I’m wondering this too. But from what I have seen, I think most people doing this are not really reading and vetting the output. Just faster, parallelized, vibe coding.
Not saying that’s what parent is doing, but it’s common.
For parallel work who want stuff to “happen faster”, I am convinced most of these people don’t really read (nor probably understand) the code it produces.
Honestly, I've seen too many fairly glaring mistakes in all models I've tried that signal that they can't even get the easy stuff right consistently. In the language I use most (C++), if they can't do that, how can I trust them to get all the very subtle things right? (e.g. very often they produce code that holds some form of dangling references, and when I say "hey don't do that", they go back to something very inefficient like copying things all over the place).
I am very grateful they can churn out a comprehensive test suite in gtest though and write other scripts to test / do a release and such. The relief in tedium there is welcome for sure!
I think there are opportunities to give special handling to the markdown docs and diagrams Claude likes to make a long the way to help review.
I would argue you haven't covered any.
Why not just skip the reviews then? If you can trust the models to have the necessary intelligence and context to properly review, they should be able to properly code in the first place.
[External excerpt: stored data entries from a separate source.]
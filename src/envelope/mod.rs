//! Envelope side: spawning and supervising one weavelet.

pub mod conn;
pub mod handler;
pub mod log_relay;
pub mod profiling;
pub mod runtime;

pub use conn::{EnvelopeConn, Liveness};
pub use handler::{EnvelopeHandler, HandlerError, TracingHandler};
pub use log_relay::{CapturedLine, LogStream};
pub use profiling::ProfilingSlot;
pub use runtime::{Envelope, EnvelopeError, EnvelopeOptions, EnvelopeState};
Obviously not where models are at today.
Here we are talking about the same model doing the review (even if you use a different model provider, it's still trained on essentially the same data, with the same objective and very similar performances).
We have had agentic systems where one agent checks the work of another since 2+ years, this isn't a paradigm pushed by AI coding model providers because it doesn't really work that well, review is still needed.
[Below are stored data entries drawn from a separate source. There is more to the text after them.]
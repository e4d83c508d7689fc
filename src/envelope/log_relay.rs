//! Captured stdout/stderr of the weavelet, relayed as log entries.
//!
//! Each stream has its own reader task. Lines from both go through one
//! unbounded channel to a single delivery task, so the handler sees every
//! line exactly once and per-stream order is preserved. Nothing is dropped or
//! truncated; a slow handler only grows the channel.

use crate::control::messages::{LogEntry, LogLevel, WeaveletIdentity, STDERR_COMPONENT, STDOUT_COMPONENT};
use crate::envelope::handler::EnvelopeHandler;
use std::io;
use std::sync::Arc;
use tokio::io::{AsyncBufReadExt, AsyncRead, BufReader};
use tokio::sync::mpsc;
use tokio::task::JoinHandle;

#[derive(Debug, Clone, Copy, PartialEq, Eq)]
pub enum LogStream {
    Stdout,
    Stderr,
}

impl LogStream {
    pub fn component(self) -> &'static str {
        match self {
            LogStream::Stdout => STDOUT_COMPONENT,
            LogStream::Stderr => STDERR_COMPONENT,
        }
    }

    pub fn level(self) -> LogLevel {
        match self {
            LogStream::Stdout => LogLevel::Info,
            LogStream::Stderr => LogLevel::Error,
        }
    }
}

/// One line as read from a captured stream, without its line terminator.
#[derive(Debug, Clone, PartialEq, Eq)]
pub struct CapturedLine {
    pub stream: LogStream,
    pub text: String,
}

/// Called with the first line of each stream.
pub type FirstLineHook = Arc<dyn Fn(&CapturedLine) + Send + Sync>;

fn trim_line_ending(buf: &mut Vec<u8>) {
    if buf.last() == Some(&b'\n') {
        buf.pop();
        if buf.last() == Some(&b'\r') {
            buf.pop();
        }
    }
}

/// Read `reader` line by line until EOF, forwarding every line.
///
/// A final line without a terminator is still forwarded. Returns the number
/// of lines read.
pub async fn read_lines<R>(
    stream: LogStream,
    reader: R,
    tx: mpsc::UnboundedSender<CapturedLine>,
    on_first_line: FirstLineHook,
) -> io::Result<u64>
where
    R: AsyncRead + Unpin,
{
    let mut reader = BufReader::new(reader);
    let mut buf = Vec::new();
    let mut count = 0u64;
    loop {
        buf.clear();
        if reader.read_until(b'\n', &mut buf).await? == 0 {
            return Ok(count);
        }
        trim_line_ending(&mut buf);
        let line = CapturedLine {
            stream,
            text: String::from_utf8_lossy(&buf).into_owned(),
        };
        if count == 0 {
            on_first_line(&line);
        }
        count += 1;
        // Delivery side may be gone; keep draining so the child never blocks on a full pipe.
        let _ = tx.send(line);
    }
}

/// Spawn a reader task for one captured stream.
pub fn spawn_reader<R>(
    stream: LogStream,
    reader: R,
    tx: mpsc::UnboundedSender<CapturedLine>,
    on_first_line: FirstLineHook,
) -> JoinHandle<io::Result<u64>>
where
    R: AsyncRead + Unpin + Send + 'static,
{
    tokio::spawn(async move {
        let result = read_lines(stream, reader, tx, on_first_line).await;
        match &result {
            Ok(lines) => tracing::trace!(?stream, lines, "captured stream closed"),
            Err(e) => tracing::warn!(?stream, error = %e, "captured stream read failed"),
        }
        result
    })
}

/// Attribution stamped on every relayed line.
#[derive(Debug, Clone)]
pub struct LogAttribution {
    pub identity: WeaveletIdentity,
    pub pid: Option<u32>,
}

impl LogAttribution {
    pub fn entry(&self, line: CapturedLine) -> LogEntry {
        LogEntry::new(&self.identity, line.stream.component(), line.stream.level(), line.text)
            .with_pid(self.pid)
    }
}

/// Hand every captured line to the handler, in order, until all senders are gone.
pub async fn deliver(
    mut rx: mpsc::UnboundedReceiver<CapturedLine>,
    handler: Arc<dyn EnvelopeHandler>,
    attribution: LogAttribution,
) -> u64 {
    let mut delivered = 0u64;
    while let Some(line) = rx.recv().await {
        handler.recv_log_entry(attribution.entry(line)).await;
        delivered += 1;
    }
    delivered
}
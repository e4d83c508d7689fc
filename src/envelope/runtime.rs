//! Envelope: owns one weavelet process for its whole lifetime.
//!
//! `new` spawns the weavelet with its control pipes and captured output and
//! sends SETUP. `serve` then runs four tasks (stdout reader, stderr reader,
//! log delivery, control loop) and waits for the first terminal event:
//! cancellation, startup deadline, control stream end, or control failure.
//! Profiling and health requests may be issued concurrently with `serve`.
//! Cancelling the envelope kills the weavelet whether or not `serve` has
//! been called.

use crate::control::bootstrap::ControlPipes;
use crate::control::io::{AsyncFrameReader, ConnError};
use crate::control::messages::{
    HealthReply, LaunchConfig, ProfileReply, ProfileRequest, WeaveletIdentity, WeaveletSetup,
};
use crate::envelope::conn::{EnvelopeConn, Liveness};
use crate::envelope::handler::EnvelopeHandler;
use crate::envelope::log_relay::{self, CapturedLine, FirstLineHook, LogAttribution, LogStream};
use crate::envelope::profiling::ProfilingSlot;
use std::future::Future;
use std::io;
use std::os::fd::OwnedFd;
use std::process::Stdio;
use std::sync::{Arc, Mutex, OnceLock};
use std::time::Duration;
use tokio::net::unix::pipe;
use tokio::process::{Child, ChildStderr, ChildStdout, Command};
use tokio::sync::{mpsc, watch};
use tokio::task::{AbortHandle, JoinHandle};
use tokio_util::sync::{CancellationToken, DropGuard};

/// Errors reported by an [`Envelope`].
#[derive(Debug, Clone, PartialEq, thiserror::Error)]
pub enum EnvelopeError {
    #[error("failed to spawn weavelet {binary}: {message}")]
    Spawn { binary: String, message: String },

    #[error("control pipe setup failed: {0}")]
    Pipe(String),

    #[error("weavelet connection failed: {0}")]
    Transport(ConnError),

    #[error("envelope cancelled")]
    Cancelled,

    #[error("weavelet exited: {status}")]
    Exited { status: String, code: Option<i32> },

    #[error("deadline exceeded: {0}")]
    DeadlineExceeded(String),

    #[error("profiling already in progress")]
    ProfilingBusy,

    #[error("weavelet replied with error: {0}")]
    Remote(String),

    #[error("envelope is already serving")]
    AlreadyServing,
}

impl EnvelopeError {
    pub fn is_cancelled(&self) -> bool {
        matches!(self, EnvelopeError::Cancelled)
    }

    pub fn is_deadline_exceeded(&self) -> bool {
        matches!(self, EnvelopeError::DeadlineExceeded(_))
    }

    pub fn is_exit(&self) -> bool {
        matches!(self, EnvelopeError::Exited { .. })
    }
}

impl From<ConnError> for EnvelopeError {
    fn from(e: ConnError) -> Self {
        match e {
            ConnError::Remote(msg) => EnvelopeError::Remote(msg),
            other => EnvelopeError::Transport(other),
        }
    }
}

/// Lifecycle of an envelope. Terminal states are set once.
#[derive(Debug, Clone, PartialEq)]
pub enum EnvelopeState {
    /// Spawned, SETUP sent, no sign of life yet
    Starting,
    /// First output line or first control message seen
    Running,
    /// Stopped by cancellation
    Stopped,
    /// Terminated by anything else
    Failed(EnvelopeError),
}

impl EnvelopeState {
    pub fn is_terminal(&self) -> bool {
        matches!(self, EnvelopeState::Stopped | EnvelopeState::Failed(_))
    }

    fn terminal_error(&self) -> Option<EnvelopeError> {
        match self {
            EnvelopeState::Stopped => Some(EnvelopeError::Cancelled),
            EnvelopeState::Failed(e) => Some(e.clone()),
            _ => None,
        }
    }
}
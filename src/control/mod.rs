//! Control channel between an envelope and its weavelet.

pub mod bootstrap;
pub mod frame;
pub mod io;
pub mod messages;


pub use bootstrap::{Bootstrap, ControlPipes, ENVELOPE_TO_WEAVELET_FD, WEAVELET_TO_ENVELOPE_FD};
pub use frame::{Frame, MessageType, PROTOCOL_VERSION};
pub use io::{
    handshake_accept, handshake_async, read_frame, read_frame_async, write_frame,
    write_frame_async, AsyncFrameReader, AsyncFrameWriter, ConnError, FrameReader, FrameWriter,
};
pub use messages::*;
use std::sync::Arc;

use crate::session::SessionManager;
use crate::storage::KeyValueStore;
use crate::NolyxError;

use super::CaptchaToken;

/// Submit logic of the verification page.
///
/// The submit control starts disabled and is enabled by the widget's success
/// callback. A successful submit creates the session and returns the page
/// to navigate to.
pub struct VerificationFlow<D, V> {
    sessions: Arc<SessionManager<D, V>>,
    response: Option<CaptchaToken>,
    submitting: bool,
}

impl<D: KeyValueStore, V: KeyValueStore> VerificationFlow<D, V> {
    pub fn new(sessions: Arc<SessionManager<D, V>>) -> Self {
        Self {
            sessions,
            response: None,
            submitting: false,
        }
    }

    /// Widget success callback.
    pub fn on_captcha_success(&mut self, token: CaptchaToken) {
        if token.is_empty() {
            self.response = None;
            return;
        }
        self.response = Some(token);
    }

    /// Widget expiry callback; the visitor has to solve the challenge again.
    pub fn on_captcha_expired(&mut self) {
        self.response = None;
    }

    pub fn is_submit_enabled(&self) -> bool {
        self.response.is_some() && !self.submitting
    }

    pub fn is_submitting(&self) -> bool {
        self.submitting
    }

    /// Creates the session for `user_agent`.
    ///
    /// # Returns
    ///
    /// - `Ok(path)` - where to send the visitor next
    /// - `Err(NolyxError::CaptchaMissing)` - no CAPTCHA response yet
    /// - `Err(NolyxError::VerificationInProgress)` - already submitted
    /// - `Err(_)` - the session could not be stored
    #[cfg_attr(
        feature = "tracing",
        tracing::instrument(name = "verification.submit", skip_all, err)
    )]
    pub fn submit(&mut self, user_agent: &str) -> Result<String, NolyxError> {
        if self.submitting {
            return Err(NolyxError::VerificationInProgress);
        }

        if self.response.is_none() {
            log::info!(
                target: "nolyx",
                "msg=\"verification submitted without captcha response\""
            );
            return Err(NolyxError::CaptchaMissing);
        }

        self.submitting = true;

        if let Err(e) = self.sessions.create_session(user_agent) {
            self.submitting = false;
            return Err(e);
        }

        log::info!(target: "nolyx", "msg=\"verification passed\"");

        Ok(self.sessions.config().protected_path.clone())
    }
}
But that was two weeks ago; maybe it’s different today
For more important stuff, like if it falls under my supervision, I will test the branch and carefully check the implementation. And this for each PR updates. That takes a lot longer.
So I’m wondering, how do you context switch between many agent running and proposing diffs. Especially if you need to vet the changes. And how do you manage module dependencies where an update by one task can subtly influence the implementation by another?